- Directed by: Grant Lahood
- Produced by: John Keir
- Starring: Mani Mitchell Tamara Beck Cheryl Chase Caitlin Petrakis Childs Gavan Coleman Jim Costich Tiger Devore Sally Gross Esther Morris Leidolf Stephanie Long Jen Pagonis Michel Reiter David Cameron Strachan Anne Tamar-Mattis Suegee Tamar-Mattis Hida Viloria Gina Wilson
- Production company: Ponsonby Productions Limited
- Release date: 5 April 2012;
- Running time: 68 minutes
- Country: New Zealand
- Language: English

= Intersexion =

Intersexion is a 2012 documentary about intersex people. The film was researched and presented by activist Mani Mitchell, New Zealand's first "out" intersex person. It was written, directed and edited by Grant Lahood and produced by John Keir.

==Synopsis==

Mani Mitchell and Grant Lahood set out to "de-mystify" intersex, looking "beyond the shame and secrecy that defines many intersex births". Interviewing intersex people around the world, the film explores how they "navigate their way through childhood, adolescence, relationships and adulthood, when they don’t fit the binary model of a solely male and female world". The film follows Mitchell on a tour, visiting intersex people in America, Ireland, Germany, South Africa and Australia. Interviews with sex researchers are also included, as well as some history of the treatment of intersex conditions.
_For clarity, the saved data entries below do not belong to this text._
//! Tail reader -- follows one file and feeds its lines into the shared queue.
//!
//! # States
//! ```text
//! NotConfigured --configure--> Configured --start--> Running --request_stop--> Draining --idle--> Stopped
//! ```
//!
//! While running or draining, every line read is pushed to the
//! [`BoundedLineQueue`]; a full queue makes the reader wait, lines are never
//! dropped while a consumer is left. Once the owner cancels the
//! [`consumers_gone`](TailReader::consumers_gone) token the reader discards
//! what it can no longer hand over and exits. `request_stop` returns only
//! after the reader has seen no activity for its quiescence window and the
//! read loop has exited.

use std::sync::{Mutex, MutexGuard, PoisonError};
use std::time::Duration;

use tokio_util::sync::CancellationToken;
use tracing::{debug, info, warn};

use super::tailer::{Refresh, Tailer, TailerConfig};
use crate::activity::{ActivityClock, QUIESCENCE_POLL_INTERVAL};
use crate::error::LogPipelineError;
use crate::queue::BoundedLineQueue;

/// Reader lifecycle state.
#[derive(Debug, Clone, Copy, PartialEq, Eq)]
pub enum ReaderState {
    NotConfigured,
    Configured,
    Running,
    /// Stop requested; still reading until idle
    Draining,
    Stopped,
}

impl std::fmt::Display for ReaderState {
    fn fmt(&self, f: &mut std::fmt::Formatter<'_>) -> std::fmt::Result {
        let s = match self {
            Self::NotConfigured => "not_configured",
            Self::Configured => "configured",
            Self::Running => "running",
            Self::Draining => "draining",
            Self::Stopped => "stopped",
        };
        f.write_str(s)
    }
}

/// Counters returned by [`TailReader::run`].
#[derive(Debug, Clone, Copy, Default, PartialEq, Eq)]
pub struct ReaderStats {
    pub lines_read: u64,
    pub rotations: u64,
    /// Lines discarded after the last consumer exited
    pub lines_dropped: u64,
}

/// Follows a file and pushes its lines into a [`BoundedLineQueue`].
///
/// Configure and start it, then drive [`run`](Self::run) from its own task
/// (share the reader through an `Arc`).
pub struct TailReader {
    queue: BoundedLineQueue,
    state: Mutex<ReaderState>,
    tailer: Mutex<Option<Tailer>>,
    delay: Duration,
    quiescence: Duration,
    clock: ActivityClock,
    cancel: CancellationToken,
    consumers_gone: CancellationToken,
    finished: CancellationToken,
}

impl TailReader {
    pub fn new(queue: BoundedLineQueue) -> Self {
        Self {
            queue,
            state: Mutex::new(ReaderState::NotConfigured),
            tailer: Mutex::new(None),
            delay: Duration::ZERO,
            quiescence: Duration::ZERO,
            clock: ActivityClock::new(),
            cancel: CancellationToken::new(),
            consumers_gone: CancellationToken::new(),
            finished: CancellationToken::new(),
        }
    }

    fn lock_state(&self) -> MutexGuard<'_, ReaderState> {
        self.state.lock().unwrap_or_else(PoisonError::into_inner)
    }

    fn lock_tailer(&self) -> MutexGuard<'_, Option<Tailer>> {
        self.tailer.lock().unwrap_or_else(PoisonError::into_inner)
    }

    /// Sets the file to follow and the idle window applied by
    /// [`request_stop`](Self::request_stop).
    pub fn configure(
        &mut self,
        config: TailerConfig,
        quiescence: Duration,
    ) -> Result<(), LogPipelineError> {
        let state = *self.lock_state();
        if !matches!(state, ReaderState::NotConfigured | ReaderState::Configured) {
            return Err(LogPipelineError::State(format!(
                "cannot configure tail reader in state {state}"
            )));
        }
        info!(
            path = %config.path.display(),
            buffer_size = config.buffer_size,
            delay_ms = config.delay.as_millis() as u64,
            start_from_end = config.start_from_end,
            reopen = config.reopen,
            encoding = config.encoding.name(),
            quiescence_ms = quiescence.as_millis() as u64,
            "configuring tail reader"
        );
        self.delay = config.delay;
        self.quiescence = quiescence;
        *self.lock_tailer() = Some(Tailer::new(config));
        *self.lock_state() = ReaderState::Configured;
        Ok(())
    }

    /// Marks the reader running. The loop itself is [`run`](Self::run).
    pub fn start(&self) -> Result<(), LogPipelineError> {
        let mut state = self.lock_state();
        if *state != ReaderState::Configured {
            return Err(LogPipelineError::State(format!(
                "cannot start tail reader in state {state}"
            )));
        }
        *state = ReaderState::Running;
        self.clock.touch();
        info!("tail reader started");
        Ok(())
    }

    /// Read loop. Returns once a stop request has gone through, or once the
    /// [`consumers_gone`](Self::consumers_gone) token is cancelled.
    ///
    /// Missing or rotated files are logged and retried; they never end the
    /// loop.
    pub async fn run(&self) -> Result<ReaderStats, LogPipelineError> {
        if self.cancel.is_cancelled() {
            return Ok(ReaderStats::default());
        }
        let state = *self.lock_state();
        if !matches!(state, ReaderState::Running | ReaderState::Draining) {
            return Err(LogPipelineError::State(format!(
                "tail reader cannot run in state {state}"
            )));
        }
        let Some(mut tailer) = self.lock_tailer().take() else {
            return Err(LogPipelineError::State(
                "tail reader loop is already running".to_owned(),
            ));
        };
        let _guard = FinishGuard { reader: self };

        let path = tailer.config().path.display().to_string();
        let mut stats = ReaderStats::default();
        let mut source_missing = false;

        while !self.cancel.is_cancelled() && !self.consumers_gone.is_cancelled() {
            match tailer.refresh().await {
                Ok(refresh) => {
                    if source_missing {
                        info!(path = %path, "tailed file available again");
                        source_missing = false;
                    }
                    if refresh == Refresh::Rotated {
                        stats.rotations += 1;
                        metrics::counter!(tailgrok_core::metrics::FILE_ROTATIONS_TOTAL).increment(1);
                    }
                    if refresh != Refresh::Unchanged {
                        self.read_available(&mut tailer, &mut stats).await;
                    }
                }
                Err(e) if !source_missing => {
                    warn!(error = %e, "tailed file unavailable, waiting for it");
                    source_missing = true;
                }
                Err(e) => debug!(error = %e, "tailed file still unavailable"),
            }
            tailer.release();

            tokio::select! {
                _ = self.cancel.cancelled() => {}
                _ = self.consumers_gone.cancelled() => {}
                _ = tokio::time::sleep(self.delay) => {}
            }
        }

        if self.consumers_gone.is_cancelled() && !self.cancel.is_cancelled() {
            warn!(
                path = %path,
                lines_dropped = stats.lines_dropped,
                "no consumer left, tail reader giving up"
            );
        }

        info!(
            path = %path,
            lines_read = stats.lines_read,
            rotations = stats.rotations,
            "tail reader loop exited"
        );
        Ok(stats)
    }

    async fn read_available(&self, tailer: &mut Tailer, stats: &mut ReaderStats) {
        loop {
            if self.cancel.is_cancelled() || self.consumers_gone.is_cancelled() {
                return;
            }
            let lines = match tailer.read_chunk().await {
                Ok(Some(lines)) => lines,
                Ok(None) => return,
                Err(e) => {
                    warn!(error = %e, "read from tailed file failed");
                    return;
                }
            };
            let mut lines = lines.into_iter();
            while let Some(line) = lines.next() {
                self.clock.touch();
                stats.lines_read += 1;
                metrics::counter!(tailgrok_core::metrics::LINES_READ_TOTAL).increment(1);
                if self.queue.push_unless(line, &self.consumers_gone).await.is_err() {
                    let dropped = 1 + lines.len() as u64;
                    stats.lines_dropped += dropped;
                    warn!(dropped, "no consumer left, discarding lines");
                    return;
                }
                self.clock.touch();
            }
            metrics::gauge!(tailgrok_core::metrics::QUEUE_DEPTH).set(self.queue.len() as f64);
        }
    }

    /// Stops the reader once it has been idle for the quiescence window.
    ///
    /// A running reader enters `Draining` and keeps reading while it waits.
    /// Returns after the read loop has exited.
    pub async fn request_stop(&self) {
        {
            let mut state = self.lock_state();
            match *state {
                ReaderState::Running => *state = ReaderState::Draining,
                ReaderState::Draining => {}
                ReaderState::Stopped => return,
                ReaderState::NotConfigured | ReaderState::Configured => {
                    *state = ReaderState::Stopped;
                    self.cancel.cancel();
                    return;
                }
            }
        }

        info!(
            window_ms = self.quiescence.as_millis() as u64,
            "tail reader draining, waiting for quiescence"
        );
        self.clock
            .wait_for_quiescence(self.quiescence, QUIESCENCE_POLL_INTERVAL, "tail-reader")
            .await;
        self.cancel.cancel();

        // The loop was never spawned: nothing to wait for.
        if self.lock_tailer().is_some() {
            *self.lock_state() = ReaderState::Stopped;
        } else {
            self.finished.cancelled().await;
        }
        info!("tail reader stopped");
    }

    /// Token to cancel once no consumer drains the queue any more.
    ///
    /// A reader blocked on a full queue then gives up instead of waiting
    /// forever, and its loop exits.
    pub fn consumers_gone(&self) -> CancellationToken {
        self.consumers_gone.clone()
    }

    pub fn state(&self) -> ReaderState {
        *self.lock_state()
    }

    pub fn activity(&self) -> &ActivityClock {
        &self.clock
    }
}

/// Marks the reader stopped when the loop exits, including by panic.
struct FinishGuard<'a> {
    reader: &'a TailReader,
}

impl Drop for FinishGuard<'_> {
    fn drop(&mut self) {
        *self.reader.lock_state() = ReaderState::Stopped;
        self.reader.finished.cancel();
    }
}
Those who had early surgical interventions, per the theories of researchers such as John Money, contrast their experiences with those who grew up without these interventions.

==Cast==

The cast of Intersexion includes intersex activists from around the world, including Mani Mitchell, Bo Laurent, also known as Cheryl Chase, Caitlin Petrakis Childs, Gavan Coleman, Jim Costich, Tiger Devore, Sally Gross, Esther Morris Leidolf, Stephanie Long, Pidgeon Pagonis (then known as Jen), Michel Reiter, David Cameron Strachan, Anne Tamar-Mattis, Suegee Tamar-Mattis, Peter Trinkl, Hida Viloria and Gina Wilson.

==Reception==

Graham Adams, writing for New Zealand magazine Metro describes how, "while the frankness of his subjects can be arresting, Lahood's interest in them is never prurient, or patronising. And the documentary fairly skips along." Jennie Kermode, writing for Eye For Film, writes, "Intersexion is a vital film not only in bringing it to public view, but in doing so primarily through the stories of intersex people themselves".

==Awards==

Intersexion won 'Best New Zealand Documentary' and 'Best Editing' at the Documentary Edge Festival in 2012. It was a runner up in the Derek Oyston Film Prize in the London BFI Lesbian and Gay Film Festival 2013, and recipient of the Audience Award for Best Documentary in the Hamburg International Queer Film Festival, 2012.